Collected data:
*****

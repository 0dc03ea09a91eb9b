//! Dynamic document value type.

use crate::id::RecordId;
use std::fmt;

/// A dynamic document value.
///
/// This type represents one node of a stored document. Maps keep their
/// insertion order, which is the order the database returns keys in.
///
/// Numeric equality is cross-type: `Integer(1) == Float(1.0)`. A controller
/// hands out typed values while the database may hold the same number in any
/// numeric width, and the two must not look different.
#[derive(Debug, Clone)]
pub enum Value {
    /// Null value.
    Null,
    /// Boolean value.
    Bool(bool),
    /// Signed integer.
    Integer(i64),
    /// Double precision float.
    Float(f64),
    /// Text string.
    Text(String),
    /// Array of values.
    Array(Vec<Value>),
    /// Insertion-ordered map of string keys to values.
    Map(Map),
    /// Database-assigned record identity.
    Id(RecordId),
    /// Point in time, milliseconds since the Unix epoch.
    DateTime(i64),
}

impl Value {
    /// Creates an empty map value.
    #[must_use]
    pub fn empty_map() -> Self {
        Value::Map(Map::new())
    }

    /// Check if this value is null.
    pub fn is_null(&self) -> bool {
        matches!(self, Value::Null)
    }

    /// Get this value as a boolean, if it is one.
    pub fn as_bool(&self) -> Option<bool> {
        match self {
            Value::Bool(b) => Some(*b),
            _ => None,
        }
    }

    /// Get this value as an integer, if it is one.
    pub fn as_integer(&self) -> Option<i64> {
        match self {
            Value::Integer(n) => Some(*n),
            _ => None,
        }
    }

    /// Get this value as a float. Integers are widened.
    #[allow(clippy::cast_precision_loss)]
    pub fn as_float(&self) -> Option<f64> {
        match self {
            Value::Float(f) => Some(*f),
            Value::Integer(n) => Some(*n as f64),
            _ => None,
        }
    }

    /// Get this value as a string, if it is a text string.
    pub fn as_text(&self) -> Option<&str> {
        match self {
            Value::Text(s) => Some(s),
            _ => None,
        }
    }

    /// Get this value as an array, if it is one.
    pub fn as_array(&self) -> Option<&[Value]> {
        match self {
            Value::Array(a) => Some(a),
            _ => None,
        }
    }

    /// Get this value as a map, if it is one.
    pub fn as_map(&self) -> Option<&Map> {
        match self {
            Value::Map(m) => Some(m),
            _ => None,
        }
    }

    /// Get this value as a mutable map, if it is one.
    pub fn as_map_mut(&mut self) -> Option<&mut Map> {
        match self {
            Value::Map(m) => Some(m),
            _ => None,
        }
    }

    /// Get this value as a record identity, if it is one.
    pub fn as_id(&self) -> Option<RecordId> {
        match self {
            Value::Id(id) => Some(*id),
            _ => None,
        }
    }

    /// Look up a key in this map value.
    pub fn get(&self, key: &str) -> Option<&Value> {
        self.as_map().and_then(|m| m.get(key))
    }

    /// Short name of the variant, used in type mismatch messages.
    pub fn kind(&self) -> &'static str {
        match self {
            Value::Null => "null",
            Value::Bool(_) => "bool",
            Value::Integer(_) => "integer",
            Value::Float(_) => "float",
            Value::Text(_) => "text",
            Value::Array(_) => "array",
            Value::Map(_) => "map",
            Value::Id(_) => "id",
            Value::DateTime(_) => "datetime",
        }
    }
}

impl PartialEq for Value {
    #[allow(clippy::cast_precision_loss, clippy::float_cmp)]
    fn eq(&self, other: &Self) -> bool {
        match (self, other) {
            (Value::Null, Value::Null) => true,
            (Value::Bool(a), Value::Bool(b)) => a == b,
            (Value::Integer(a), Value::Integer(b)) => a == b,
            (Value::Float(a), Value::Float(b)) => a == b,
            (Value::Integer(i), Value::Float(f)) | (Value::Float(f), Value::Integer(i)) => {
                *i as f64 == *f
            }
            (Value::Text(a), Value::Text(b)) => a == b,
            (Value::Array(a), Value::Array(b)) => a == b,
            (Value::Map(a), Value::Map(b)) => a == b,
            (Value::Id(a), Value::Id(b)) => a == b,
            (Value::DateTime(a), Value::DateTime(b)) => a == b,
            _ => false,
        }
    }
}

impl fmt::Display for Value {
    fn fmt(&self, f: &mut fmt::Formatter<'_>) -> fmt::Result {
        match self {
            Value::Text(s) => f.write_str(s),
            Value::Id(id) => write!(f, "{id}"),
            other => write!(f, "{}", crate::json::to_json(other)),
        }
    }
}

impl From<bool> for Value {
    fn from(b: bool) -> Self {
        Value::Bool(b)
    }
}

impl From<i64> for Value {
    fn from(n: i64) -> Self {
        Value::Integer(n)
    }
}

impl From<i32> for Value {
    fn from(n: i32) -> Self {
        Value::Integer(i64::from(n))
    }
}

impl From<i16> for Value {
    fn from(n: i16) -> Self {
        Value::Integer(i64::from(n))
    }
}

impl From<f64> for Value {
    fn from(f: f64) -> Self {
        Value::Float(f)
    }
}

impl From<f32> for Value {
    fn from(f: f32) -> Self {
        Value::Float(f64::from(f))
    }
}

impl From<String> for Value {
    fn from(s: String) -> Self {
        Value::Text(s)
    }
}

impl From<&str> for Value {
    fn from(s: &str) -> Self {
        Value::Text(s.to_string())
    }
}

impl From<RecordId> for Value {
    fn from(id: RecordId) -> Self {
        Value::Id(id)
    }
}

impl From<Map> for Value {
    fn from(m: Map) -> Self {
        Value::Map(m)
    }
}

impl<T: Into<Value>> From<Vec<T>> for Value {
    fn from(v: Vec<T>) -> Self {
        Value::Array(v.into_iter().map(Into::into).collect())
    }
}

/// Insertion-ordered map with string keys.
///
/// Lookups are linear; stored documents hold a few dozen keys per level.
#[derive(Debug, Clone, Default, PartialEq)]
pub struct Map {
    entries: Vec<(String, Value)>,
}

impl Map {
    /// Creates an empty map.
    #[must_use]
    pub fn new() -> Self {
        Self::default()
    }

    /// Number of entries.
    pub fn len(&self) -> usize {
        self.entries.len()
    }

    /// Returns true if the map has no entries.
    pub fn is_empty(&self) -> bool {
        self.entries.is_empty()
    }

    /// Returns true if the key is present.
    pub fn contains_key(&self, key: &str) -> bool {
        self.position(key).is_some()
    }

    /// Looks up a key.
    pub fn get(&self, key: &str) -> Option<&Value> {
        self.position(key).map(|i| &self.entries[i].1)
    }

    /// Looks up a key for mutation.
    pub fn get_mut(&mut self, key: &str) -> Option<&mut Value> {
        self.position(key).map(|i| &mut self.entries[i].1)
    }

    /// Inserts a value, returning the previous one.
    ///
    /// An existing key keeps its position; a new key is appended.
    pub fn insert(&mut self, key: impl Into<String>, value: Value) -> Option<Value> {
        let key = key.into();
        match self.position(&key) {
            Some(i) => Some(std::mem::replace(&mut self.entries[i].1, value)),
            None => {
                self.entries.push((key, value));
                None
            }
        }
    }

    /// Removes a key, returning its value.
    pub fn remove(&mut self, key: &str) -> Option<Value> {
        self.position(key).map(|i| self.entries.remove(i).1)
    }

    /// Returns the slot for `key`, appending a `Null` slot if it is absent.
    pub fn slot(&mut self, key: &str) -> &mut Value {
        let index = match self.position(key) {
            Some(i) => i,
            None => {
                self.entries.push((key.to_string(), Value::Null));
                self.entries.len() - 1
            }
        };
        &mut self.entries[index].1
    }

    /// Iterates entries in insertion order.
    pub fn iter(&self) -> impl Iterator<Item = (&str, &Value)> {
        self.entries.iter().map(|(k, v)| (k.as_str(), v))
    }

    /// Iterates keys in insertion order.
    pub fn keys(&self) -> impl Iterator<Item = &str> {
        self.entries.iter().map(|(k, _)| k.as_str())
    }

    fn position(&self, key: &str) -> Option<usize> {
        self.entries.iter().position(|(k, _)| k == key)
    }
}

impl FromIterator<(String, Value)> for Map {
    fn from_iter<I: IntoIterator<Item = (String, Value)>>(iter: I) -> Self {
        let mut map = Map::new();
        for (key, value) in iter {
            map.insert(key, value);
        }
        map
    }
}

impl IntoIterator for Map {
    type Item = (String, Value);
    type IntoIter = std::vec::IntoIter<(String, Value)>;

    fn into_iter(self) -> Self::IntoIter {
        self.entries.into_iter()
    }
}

*****

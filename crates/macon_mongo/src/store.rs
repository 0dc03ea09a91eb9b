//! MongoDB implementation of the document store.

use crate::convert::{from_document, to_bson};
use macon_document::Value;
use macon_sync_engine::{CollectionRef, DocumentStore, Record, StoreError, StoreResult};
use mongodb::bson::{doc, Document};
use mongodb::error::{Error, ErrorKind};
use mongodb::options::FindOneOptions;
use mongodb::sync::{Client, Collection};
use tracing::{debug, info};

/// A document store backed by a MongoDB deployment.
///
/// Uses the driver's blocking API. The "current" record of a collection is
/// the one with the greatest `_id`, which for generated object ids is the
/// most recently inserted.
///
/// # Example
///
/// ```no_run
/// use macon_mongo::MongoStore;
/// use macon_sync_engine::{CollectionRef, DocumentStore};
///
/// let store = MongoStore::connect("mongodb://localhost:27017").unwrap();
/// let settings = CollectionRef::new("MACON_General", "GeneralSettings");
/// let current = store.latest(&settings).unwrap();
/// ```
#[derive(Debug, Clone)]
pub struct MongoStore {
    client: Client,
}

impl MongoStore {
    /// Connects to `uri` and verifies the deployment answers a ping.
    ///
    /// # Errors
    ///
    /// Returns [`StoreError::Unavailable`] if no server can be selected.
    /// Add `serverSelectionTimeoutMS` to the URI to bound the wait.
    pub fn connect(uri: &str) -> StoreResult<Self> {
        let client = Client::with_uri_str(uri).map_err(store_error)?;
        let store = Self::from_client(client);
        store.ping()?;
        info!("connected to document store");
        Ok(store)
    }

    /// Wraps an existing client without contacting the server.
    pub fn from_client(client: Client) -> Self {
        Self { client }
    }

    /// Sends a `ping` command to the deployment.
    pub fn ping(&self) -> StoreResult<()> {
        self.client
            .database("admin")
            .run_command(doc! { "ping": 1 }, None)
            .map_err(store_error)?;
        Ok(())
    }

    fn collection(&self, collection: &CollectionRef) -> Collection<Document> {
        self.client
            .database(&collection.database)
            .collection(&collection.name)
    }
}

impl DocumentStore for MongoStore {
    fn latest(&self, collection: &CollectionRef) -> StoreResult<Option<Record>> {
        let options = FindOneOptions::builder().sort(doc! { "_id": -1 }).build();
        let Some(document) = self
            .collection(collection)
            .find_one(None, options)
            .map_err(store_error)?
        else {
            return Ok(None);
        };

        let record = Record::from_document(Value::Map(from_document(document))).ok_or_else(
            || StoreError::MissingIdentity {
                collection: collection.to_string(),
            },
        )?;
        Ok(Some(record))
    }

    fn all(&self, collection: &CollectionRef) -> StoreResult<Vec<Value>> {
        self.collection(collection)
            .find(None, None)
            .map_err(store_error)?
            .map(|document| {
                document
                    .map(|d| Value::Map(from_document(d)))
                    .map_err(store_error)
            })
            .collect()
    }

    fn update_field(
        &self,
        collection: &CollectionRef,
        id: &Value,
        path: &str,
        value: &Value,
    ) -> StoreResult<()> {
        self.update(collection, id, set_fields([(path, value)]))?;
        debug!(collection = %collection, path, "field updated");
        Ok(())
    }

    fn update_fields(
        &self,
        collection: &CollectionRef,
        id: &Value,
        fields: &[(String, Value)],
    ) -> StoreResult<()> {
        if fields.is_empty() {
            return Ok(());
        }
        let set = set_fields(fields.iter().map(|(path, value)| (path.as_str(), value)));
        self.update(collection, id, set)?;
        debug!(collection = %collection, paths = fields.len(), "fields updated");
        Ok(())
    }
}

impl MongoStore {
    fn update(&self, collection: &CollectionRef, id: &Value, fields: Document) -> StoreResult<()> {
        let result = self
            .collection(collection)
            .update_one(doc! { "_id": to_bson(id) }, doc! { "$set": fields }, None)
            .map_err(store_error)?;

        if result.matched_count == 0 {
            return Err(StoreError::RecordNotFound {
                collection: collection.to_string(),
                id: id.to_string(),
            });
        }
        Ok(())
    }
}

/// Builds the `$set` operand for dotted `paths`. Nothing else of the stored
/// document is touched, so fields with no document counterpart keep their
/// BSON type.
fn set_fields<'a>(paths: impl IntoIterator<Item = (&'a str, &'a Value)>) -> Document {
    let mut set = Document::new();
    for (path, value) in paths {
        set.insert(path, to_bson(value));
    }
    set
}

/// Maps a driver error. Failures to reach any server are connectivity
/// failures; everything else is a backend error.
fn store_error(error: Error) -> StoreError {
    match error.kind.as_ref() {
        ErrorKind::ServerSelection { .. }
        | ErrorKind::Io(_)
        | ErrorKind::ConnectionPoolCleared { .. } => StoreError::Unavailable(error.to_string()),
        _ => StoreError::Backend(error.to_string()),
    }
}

*****

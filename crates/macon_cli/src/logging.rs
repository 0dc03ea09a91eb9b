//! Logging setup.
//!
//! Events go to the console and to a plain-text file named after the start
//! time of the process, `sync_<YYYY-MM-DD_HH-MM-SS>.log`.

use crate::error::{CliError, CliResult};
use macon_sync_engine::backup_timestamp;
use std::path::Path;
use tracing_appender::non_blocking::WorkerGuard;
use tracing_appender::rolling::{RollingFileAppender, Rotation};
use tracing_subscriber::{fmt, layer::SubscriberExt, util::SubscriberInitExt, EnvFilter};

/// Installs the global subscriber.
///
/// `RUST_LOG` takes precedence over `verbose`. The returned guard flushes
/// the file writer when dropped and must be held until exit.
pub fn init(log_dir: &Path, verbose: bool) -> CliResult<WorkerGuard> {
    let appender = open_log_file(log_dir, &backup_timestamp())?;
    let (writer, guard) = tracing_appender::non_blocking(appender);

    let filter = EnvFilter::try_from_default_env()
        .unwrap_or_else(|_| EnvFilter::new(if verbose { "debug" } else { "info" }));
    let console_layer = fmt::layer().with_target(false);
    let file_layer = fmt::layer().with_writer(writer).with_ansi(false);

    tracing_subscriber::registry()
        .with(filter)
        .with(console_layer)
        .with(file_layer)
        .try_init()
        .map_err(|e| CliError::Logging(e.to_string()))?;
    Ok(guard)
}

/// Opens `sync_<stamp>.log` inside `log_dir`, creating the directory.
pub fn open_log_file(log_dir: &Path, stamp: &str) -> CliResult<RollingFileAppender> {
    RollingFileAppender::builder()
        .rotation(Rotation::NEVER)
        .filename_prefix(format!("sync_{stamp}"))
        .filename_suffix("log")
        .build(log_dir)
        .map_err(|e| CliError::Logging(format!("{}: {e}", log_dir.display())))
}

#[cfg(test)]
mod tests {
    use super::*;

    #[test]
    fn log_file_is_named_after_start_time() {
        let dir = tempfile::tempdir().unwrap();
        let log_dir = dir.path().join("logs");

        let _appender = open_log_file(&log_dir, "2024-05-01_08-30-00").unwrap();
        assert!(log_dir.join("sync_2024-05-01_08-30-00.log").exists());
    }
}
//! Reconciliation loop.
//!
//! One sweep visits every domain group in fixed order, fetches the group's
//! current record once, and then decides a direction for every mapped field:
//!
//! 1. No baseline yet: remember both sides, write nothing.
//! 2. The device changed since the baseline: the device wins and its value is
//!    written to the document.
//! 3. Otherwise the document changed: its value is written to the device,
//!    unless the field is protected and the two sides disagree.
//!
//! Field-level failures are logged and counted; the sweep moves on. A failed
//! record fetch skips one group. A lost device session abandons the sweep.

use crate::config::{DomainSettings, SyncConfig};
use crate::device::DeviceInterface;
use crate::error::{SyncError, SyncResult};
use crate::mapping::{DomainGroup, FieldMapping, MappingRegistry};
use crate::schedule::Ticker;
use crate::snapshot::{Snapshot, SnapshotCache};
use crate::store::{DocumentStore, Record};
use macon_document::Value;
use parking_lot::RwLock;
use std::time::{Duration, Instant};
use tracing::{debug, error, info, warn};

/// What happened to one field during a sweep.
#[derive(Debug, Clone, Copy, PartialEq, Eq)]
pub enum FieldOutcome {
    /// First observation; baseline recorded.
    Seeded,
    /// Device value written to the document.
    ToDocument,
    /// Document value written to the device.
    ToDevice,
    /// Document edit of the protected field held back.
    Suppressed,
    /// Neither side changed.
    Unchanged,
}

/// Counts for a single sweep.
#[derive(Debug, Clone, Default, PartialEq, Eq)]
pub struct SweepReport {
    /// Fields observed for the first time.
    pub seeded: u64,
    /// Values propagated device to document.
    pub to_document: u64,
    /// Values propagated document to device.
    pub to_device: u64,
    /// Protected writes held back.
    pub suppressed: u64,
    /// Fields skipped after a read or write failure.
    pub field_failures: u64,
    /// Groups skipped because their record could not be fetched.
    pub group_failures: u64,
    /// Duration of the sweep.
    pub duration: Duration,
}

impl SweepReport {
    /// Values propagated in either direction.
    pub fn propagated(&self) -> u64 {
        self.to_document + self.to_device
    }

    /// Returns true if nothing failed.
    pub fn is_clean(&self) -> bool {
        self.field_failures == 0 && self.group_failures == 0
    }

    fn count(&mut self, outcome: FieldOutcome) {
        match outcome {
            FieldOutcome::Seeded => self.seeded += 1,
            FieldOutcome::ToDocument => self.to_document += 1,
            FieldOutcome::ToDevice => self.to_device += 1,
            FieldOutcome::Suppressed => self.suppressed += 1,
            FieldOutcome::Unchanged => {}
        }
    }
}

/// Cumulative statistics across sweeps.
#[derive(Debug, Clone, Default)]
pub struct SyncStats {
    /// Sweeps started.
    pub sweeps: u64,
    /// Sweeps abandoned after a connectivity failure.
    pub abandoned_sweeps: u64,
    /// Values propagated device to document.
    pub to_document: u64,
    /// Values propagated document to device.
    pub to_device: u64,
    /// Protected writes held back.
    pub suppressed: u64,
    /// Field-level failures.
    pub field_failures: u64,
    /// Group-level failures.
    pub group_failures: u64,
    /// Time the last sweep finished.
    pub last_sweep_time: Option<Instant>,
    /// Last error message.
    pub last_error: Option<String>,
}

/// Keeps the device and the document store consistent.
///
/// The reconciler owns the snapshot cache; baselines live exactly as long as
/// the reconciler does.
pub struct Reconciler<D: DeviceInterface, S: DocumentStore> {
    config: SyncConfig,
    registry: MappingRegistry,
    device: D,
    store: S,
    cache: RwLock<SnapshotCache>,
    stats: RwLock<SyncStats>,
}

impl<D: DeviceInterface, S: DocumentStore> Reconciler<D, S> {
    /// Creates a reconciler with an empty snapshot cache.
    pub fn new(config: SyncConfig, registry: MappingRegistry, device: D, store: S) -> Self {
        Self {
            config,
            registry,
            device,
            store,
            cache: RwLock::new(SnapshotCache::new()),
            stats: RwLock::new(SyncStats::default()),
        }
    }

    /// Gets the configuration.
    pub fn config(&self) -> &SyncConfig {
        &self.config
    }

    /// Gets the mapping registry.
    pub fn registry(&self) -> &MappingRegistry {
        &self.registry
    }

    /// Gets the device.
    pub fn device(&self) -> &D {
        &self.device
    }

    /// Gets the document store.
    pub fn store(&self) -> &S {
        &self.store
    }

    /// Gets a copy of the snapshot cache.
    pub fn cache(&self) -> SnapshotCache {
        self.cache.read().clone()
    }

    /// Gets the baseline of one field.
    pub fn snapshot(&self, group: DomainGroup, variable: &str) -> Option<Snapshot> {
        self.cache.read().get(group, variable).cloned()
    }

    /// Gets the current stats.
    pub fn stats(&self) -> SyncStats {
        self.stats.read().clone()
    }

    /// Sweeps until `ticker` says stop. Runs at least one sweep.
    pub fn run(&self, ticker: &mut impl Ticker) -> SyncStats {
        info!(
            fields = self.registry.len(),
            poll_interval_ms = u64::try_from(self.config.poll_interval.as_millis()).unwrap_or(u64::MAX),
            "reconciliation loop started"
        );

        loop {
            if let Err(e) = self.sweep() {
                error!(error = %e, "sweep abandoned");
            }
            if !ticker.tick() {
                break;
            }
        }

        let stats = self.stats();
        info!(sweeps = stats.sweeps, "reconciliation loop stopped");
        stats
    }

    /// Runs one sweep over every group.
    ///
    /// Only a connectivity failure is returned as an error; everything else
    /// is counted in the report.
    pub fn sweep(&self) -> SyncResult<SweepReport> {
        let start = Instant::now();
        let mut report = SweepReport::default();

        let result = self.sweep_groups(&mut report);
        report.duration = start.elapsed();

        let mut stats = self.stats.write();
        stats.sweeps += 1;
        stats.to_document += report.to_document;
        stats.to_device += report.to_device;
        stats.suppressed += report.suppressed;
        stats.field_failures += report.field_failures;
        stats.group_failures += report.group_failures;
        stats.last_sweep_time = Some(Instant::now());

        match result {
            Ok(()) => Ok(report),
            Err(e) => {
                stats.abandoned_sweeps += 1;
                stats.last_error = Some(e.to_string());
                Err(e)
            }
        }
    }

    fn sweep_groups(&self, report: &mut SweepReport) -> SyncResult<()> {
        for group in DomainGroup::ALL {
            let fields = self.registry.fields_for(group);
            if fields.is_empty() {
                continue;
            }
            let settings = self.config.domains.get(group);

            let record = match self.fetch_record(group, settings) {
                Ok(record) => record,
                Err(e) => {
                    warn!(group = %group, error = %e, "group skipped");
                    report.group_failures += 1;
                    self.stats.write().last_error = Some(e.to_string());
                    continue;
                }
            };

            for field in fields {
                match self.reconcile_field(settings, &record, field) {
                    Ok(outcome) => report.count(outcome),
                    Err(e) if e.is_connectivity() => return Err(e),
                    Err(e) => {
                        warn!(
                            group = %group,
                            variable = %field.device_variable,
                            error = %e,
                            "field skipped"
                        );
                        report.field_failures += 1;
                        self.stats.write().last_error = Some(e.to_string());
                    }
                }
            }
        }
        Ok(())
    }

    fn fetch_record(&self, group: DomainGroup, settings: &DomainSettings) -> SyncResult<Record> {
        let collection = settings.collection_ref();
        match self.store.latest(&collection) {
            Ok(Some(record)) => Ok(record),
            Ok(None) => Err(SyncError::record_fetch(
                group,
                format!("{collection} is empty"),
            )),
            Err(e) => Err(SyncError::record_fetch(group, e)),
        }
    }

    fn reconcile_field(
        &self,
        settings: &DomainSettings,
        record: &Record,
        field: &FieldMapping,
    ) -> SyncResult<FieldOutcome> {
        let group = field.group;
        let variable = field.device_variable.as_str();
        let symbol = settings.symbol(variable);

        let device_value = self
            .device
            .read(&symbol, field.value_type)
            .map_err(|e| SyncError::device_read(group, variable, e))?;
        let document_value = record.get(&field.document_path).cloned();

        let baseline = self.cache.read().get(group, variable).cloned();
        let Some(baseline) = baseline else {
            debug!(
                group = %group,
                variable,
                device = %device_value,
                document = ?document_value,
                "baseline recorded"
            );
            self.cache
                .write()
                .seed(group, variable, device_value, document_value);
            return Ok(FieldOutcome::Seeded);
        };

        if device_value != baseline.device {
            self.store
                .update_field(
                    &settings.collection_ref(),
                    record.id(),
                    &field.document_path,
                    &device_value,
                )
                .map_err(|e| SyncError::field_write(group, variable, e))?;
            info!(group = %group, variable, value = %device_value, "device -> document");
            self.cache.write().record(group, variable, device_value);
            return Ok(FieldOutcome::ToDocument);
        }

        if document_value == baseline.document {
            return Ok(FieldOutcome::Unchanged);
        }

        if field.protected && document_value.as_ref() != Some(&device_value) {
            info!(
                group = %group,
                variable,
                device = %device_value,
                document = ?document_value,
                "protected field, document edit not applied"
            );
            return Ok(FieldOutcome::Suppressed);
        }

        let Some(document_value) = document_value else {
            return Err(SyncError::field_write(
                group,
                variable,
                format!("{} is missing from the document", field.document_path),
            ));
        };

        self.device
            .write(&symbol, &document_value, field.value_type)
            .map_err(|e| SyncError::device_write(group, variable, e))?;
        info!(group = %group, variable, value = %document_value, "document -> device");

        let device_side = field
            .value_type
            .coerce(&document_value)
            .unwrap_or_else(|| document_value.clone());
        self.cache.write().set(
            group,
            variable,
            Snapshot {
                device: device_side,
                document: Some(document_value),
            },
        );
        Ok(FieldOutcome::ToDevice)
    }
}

*****

_Task directions_
Beginning at the line with "Value::Float(f64::from(f))" and ending at the line with "it is absent.", reproduce each line of the data above exactly, and add no other lines.

_Answer section_
        Value::Float(f64::from(f))
    }
}

impl From<String> for Value {
    fn from(s: String) -> Self {
        Value::Text(s)
    }
}

impl From<&str> for Value {
    fn from(s: &str) -> Self {
        Value::Text(s.to_string())
    }
}

impl From<RecordId> for Value {
    fn from(id: RecordId) -> Self {
        Value::Id(id)
    }
}

impl From<Map> for Value {
    fn from(m: Map) -> Self {
        Value::Map(m)
    }
}

impl<T: Into<Value>> From<Vec<T>> for Value {
    fn from(v: Vec<T>) -> Self {
        Value::Array(v.into_iter().map(Into::into).collect())
    }
}

/// Insertion-ordered map with string keys.
///
/// Lookups are linear; stored documents hold a few dozen keys per level.
#[derive(Debug, Clone, Default, PartialEq)]
pub struct Map {
    entries: Vec<(String, Value)>,
}

impl Map {
    /// Creates an empty map.
    #[must_use]
    pub fn new() -> Self {
        Self::default()
    }

    /// Number of entries.
    pub fn len(&self) -> usize {
        self.entries.len()
    }

    /// Returns true if the map has no entries.
    pub fn is_empty(&self) -> bool {
        self.entries.is_empty()
    }

    /// Returns true if the key is present.
    pub fn contains_key(&self, key: &str) -> bool {
        self.position(key).is_some()
    }

    /// Looks up a key.
    pub fn get(&self, key: &str) -> Option<&Value> {
        self.position(key).map(|i| &self.entries[i].1)
    }

    /// Looks up a key for mutation.
    pub fn get_mut(&mut self, key: &str) -> Option<&mut Value> {
        self.position(key).map(|i| &mut self.entries[i].1)
    }

    /// Inserts a value, returning the previous one.
    ///
    /// An existing key keeps its position; a new key is appended.
    pub fn insert(&mut self, key: impl Into<String>, value: Value) -> Option<Value> {
        let key = key.into();
        match self.position(&key) {
            Some(i) => Some(std::mem::replace(&mut self.entries[i].1, value)),
            None => {
                self.entries.push((key, value));
                None
            }
        }
    }

    /// Removes a key, returning its value.
    pub fn remove(&mut self, key: &str) -> Option<Value> {
        self.position(key).map(|i| self.entries.remove(i).1)
    }

    /// Returns the slot for `key`, appending a `Null` slot if it is absent.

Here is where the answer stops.